:: Required work ::
Which of the lines below include "Float"? Each one should be copied out.
-.-.-
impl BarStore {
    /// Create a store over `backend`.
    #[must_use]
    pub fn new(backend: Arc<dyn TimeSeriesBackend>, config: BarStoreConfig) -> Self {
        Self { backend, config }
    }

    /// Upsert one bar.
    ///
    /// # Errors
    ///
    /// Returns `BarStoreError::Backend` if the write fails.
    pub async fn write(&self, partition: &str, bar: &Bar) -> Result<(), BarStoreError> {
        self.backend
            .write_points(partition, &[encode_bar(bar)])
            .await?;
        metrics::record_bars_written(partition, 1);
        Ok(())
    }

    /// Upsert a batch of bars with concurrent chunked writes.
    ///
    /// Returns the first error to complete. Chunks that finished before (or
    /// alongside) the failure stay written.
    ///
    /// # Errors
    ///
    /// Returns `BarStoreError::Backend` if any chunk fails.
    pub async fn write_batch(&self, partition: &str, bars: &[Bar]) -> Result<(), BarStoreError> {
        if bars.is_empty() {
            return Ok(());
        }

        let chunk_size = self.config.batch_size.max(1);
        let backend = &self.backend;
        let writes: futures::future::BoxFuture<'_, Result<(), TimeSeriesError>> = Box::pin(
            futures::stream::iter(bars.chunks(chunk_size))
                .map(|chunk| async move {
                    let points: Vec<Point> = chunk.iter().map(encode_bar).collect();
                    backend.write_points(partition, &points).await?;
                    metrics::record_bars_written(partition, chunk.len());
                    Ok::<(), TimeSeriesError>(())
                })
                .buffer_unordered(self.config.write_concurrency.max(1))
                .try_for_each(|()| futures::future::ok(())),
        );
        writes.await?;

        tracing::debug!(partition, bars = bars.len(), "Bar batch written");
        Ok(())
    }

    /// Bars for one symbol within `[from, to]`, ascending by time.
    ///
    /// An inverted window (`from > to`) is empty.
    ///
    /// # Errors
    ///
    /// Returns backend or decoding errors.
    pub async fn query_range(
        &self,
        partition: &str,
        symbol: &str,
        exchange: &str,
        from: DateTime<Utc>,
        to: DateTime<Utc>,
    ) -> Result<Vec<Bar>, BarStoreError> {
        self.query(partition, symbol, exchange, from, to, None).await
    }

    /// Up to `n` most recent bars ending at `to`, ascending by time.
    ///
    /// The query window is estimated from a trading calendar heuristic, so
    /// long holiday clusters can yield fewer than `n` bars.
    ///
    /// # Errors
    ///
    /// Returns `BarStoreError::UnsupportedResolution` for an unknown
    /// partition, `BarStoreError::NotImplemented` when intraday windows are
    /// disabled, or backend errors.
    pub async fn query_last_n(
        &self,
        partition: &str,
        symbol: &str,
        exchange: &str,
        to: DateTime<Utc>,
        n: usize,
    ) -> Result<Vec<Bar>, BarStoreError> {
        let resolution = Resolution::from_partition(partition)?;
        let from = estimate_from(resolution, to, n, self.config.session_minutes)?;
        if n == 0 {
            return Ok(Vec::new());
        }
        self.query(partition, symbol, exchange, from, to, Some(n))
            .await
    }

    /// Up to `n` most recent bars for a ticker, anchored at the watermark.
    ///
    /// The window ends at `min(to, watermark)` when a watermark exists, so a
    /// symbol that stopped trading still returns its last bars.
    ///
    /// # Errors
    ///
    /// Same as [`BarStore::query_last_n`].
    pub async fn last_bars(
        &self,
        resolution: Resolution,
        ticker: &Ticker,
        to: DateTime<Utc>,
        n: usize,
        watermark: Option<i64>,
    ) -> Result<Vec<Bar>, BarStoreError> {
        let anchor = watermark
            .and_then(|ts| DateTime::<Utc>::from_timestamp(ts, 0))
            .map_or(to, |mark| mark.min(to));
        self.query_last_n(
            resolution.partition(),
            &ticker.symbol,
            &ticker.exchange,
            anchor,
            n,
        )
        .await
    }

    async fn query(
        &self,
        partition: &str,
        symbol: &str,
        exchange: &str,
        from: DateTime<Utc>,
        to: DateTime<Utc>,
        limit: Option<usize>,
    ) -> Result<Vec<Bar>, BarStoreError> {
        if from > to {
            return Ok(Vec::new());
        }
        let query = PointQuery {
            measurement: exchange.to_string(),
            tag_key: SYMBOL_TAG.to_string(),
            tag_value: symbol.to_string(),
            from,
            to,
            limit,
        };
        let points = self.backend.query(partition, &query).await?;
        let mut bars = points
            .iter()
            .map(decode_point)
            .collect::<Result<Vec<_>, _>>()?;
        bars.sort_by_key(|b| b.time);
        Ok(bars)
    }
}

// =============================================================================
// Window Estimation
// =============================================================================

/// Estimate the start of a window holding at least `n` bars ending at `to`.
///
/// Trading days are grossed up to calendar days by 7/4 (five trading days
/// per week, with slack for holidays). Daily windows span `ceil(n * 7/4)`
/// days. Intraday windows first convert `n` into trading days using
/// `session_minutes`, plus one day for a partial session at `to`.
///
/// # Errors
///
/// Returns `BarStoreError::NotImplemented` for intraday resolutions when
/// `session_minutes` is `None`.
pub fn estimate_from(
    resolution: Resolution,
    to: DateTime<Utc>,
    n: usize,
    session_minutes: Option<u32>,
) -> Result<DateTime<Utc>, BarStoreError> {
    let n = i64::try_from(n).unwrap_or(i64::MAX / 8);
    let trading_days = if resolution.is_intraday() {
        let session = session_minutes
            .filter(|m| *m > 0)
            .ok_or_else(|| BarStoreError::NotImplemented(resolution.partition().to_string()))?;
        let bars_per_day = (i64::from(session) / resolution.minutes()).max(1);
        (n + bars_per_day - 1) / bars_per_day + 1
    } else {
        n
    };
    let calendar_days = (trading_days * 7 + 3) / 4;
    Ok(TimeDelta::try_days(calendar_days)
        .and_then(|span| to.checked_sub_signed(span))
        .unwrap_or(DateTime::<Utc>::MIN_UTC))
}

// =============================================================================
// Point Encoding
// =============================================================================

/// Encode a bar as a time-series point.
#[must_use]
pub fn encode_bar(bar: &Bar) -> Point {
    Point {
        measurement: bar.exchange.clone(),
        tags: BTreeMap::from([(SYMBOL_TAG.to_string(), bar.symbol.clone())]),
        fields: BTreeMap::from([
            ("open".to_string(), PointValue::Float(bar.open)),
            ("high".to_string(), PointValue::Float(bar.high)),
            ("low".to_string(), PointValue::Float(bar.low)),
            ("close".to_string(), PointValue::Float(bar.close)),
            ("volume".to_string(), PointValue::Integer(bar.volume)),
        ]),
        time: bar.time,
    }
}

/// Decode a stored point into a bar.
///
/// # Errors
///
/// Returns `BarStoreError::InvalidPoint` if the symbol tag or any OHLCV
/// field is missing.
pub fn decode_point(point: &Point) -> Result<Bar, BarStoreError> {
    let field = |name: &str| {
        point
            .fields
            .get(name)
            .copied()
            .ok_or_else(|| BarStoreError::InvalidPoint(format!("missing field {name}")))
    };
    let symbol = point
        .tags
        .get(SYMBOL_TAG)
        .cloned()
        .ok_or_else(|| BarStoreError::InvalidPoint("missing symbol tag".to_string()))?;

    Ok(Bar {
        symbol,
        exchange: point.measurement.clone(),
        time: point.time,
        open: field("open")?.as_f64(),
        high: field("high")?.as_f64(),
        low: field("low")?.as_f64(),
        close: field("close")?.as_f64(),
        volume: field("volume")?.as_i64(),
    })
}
-.-.-
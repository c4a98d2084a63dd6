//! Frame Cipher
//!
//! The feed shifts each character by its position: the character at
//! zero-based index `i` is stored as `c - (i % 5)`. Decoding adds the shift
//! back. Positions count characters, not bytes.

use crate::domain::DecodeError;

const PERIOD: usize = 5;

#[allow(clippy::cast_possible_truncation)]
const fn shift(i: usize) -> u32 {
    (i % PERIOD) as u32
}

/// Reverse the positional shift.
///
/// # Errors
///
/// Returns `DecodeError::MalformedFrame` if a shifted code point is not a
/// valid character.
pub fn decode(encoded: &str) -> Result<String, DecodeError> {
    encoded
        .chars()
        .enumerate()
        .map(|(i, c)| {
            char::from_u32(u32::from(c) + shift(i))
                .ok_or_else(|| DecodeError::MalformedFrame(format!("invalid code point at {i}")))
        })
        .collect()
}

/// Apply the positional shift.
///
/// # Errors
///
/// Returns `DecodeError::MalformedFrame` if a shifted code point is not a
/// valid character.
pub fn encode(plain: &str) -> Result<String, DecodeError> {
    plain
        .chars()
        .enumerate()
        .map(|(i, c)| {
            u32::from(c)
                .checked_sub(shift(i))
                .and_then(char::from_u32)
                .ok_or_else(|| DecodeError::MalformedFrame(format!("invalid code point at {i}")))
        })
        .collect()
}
-.-.-
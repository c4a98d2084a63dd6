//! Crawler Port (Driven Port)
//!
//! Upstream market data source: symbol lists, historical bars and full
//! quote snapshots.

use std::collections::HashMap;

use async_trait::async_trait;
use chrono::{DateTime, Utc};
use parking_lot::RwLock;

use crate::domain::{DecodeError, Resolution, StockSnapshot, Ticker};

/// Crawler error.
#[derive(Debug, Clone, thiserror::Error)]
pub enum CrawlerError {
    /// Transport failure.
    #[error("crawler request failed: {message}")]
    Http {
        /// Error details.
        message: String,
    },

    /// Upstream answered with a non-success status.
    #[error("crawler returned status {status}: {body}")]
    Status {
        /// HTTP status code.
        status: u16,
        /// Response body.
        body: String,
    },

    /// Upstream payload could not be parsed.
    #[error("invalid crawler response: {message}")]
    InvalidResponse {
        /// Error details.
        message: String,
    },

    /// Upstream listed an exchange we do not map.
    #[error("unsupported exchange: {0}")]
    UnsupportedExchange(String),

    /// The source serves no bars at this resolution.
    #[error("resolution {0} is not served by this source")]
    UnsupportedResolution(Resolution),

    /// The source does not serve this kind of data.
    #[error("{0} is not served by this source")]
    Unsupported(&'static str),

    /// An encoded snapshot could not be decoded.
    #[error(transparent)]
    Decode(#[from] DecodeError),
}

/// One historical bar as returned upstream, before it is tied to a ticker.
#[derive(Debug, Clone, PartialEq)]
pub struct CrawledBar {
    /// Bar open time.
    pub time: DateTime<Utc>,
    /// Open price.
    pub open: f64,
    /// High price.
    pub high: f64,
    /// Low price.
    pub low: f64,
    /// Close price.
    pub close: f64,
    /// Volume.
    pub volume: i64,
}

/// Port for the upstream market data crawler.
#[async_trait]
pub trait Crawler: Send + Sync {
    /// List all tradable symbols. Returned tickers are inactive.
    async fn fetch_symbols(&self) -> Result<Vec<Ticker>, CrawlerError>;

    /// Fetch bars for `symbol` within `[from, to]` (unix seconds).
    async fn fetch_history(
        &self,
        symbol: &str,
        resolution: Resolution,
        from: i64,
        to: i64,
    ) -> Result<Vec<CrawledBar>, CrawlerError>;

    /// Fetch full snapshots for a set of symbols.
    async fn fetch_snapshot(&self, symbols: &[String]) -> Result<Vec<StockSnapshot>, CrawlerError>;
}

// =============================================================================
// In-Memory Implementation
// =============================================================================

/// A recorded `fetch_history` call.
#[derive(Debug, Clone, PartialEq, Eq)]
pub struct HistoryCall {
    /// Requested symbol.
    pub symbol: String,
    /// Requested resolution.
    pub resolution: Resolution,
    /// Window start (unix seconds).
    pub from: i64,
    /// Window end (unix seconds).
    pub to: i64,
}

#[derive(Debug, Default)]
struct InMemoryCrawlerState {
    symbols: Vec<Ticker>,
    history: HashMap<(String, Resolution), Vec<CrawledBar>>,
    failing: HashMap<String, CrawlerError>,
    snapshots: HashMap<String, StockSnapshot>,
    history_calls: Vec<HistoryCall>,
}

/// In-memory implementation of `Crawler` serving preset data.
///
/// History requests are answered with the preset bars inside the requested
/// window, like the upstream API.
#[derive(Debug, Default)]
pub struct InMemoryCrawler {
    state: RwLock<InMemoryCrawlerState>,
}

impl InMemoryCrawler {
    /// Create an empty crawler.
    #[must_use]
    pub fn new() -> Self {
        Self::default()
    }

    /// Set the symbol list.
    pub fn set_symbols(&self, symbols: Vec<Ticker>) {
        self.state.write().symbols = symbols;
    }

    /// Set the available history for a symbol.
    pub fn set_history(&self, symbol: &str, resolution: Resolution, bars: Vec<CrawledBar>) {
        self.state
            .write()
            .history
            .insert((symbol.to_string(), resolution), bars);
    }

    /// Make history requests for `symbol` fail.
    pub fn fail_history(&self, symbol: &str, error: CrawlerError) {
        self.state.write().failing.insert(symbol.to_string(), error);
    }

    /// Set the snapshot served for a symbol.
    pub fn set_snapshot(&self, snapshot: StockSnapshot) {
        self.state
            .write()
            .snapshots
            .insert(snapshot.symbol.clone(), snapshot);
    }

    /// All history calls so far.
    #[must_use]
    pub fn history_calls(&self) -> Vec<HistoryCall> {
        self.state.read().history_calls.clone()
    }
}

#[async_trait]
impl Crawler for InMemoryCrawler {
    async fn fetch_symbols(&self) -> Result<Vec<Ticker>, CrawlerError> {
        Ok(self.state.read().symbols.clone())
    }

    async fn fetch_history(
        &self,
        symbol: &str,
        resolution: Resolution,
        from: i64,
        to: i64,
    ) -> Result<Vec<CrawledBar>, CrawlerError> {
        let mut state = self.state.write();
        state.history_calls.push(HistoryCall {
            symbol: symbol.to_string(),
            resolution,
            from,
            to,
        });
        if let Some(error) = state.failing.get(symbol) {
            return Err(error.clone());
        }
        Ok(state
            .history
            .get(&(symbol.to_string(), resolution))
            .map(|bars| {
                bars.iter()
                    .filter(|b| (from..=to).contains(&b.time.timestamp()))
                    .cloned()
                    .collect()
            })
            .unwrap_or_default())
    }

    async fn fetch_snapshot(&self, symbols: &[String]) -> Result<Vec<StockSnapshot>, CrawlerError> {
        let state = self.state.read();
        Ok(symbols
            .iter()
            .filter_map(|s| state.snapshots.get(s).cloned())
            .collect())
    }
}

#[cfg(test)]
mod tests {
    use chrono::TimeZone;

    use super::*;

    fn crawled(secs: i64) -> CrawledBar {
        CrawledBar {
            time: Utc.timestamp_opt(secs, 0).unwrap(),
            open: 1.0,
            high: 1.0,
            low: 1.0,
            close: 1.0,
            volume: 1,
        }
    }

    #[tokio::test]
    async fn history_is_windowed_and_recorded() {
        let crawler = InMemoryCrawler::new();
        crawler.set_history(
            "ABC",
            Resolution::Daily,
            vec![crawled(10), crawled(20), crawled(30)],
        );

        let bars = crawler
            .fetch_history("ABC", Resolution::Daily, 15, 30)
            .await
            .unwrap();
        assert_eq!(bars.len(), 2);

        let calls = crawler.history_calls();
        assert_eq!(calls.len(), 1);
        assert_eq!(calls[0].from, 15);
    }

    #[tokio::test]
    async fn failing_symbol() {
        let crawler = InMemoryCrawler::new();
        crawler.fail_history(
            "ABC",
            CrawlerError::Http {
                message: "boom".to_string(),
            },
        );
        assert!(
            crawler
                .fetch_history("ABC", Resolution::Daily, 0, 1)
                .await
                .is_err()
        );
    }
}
-.-.-
:: Exercise result ::
            ("open".to_string(), PointValue::Float(bar.open)),
            ("high".to_string(), PointValue::Float(bar.high)),
            ("low".to_string(), PointValue::Float(bar.low)),
            ("close".to_string(), PointValue::Float(bar.close)),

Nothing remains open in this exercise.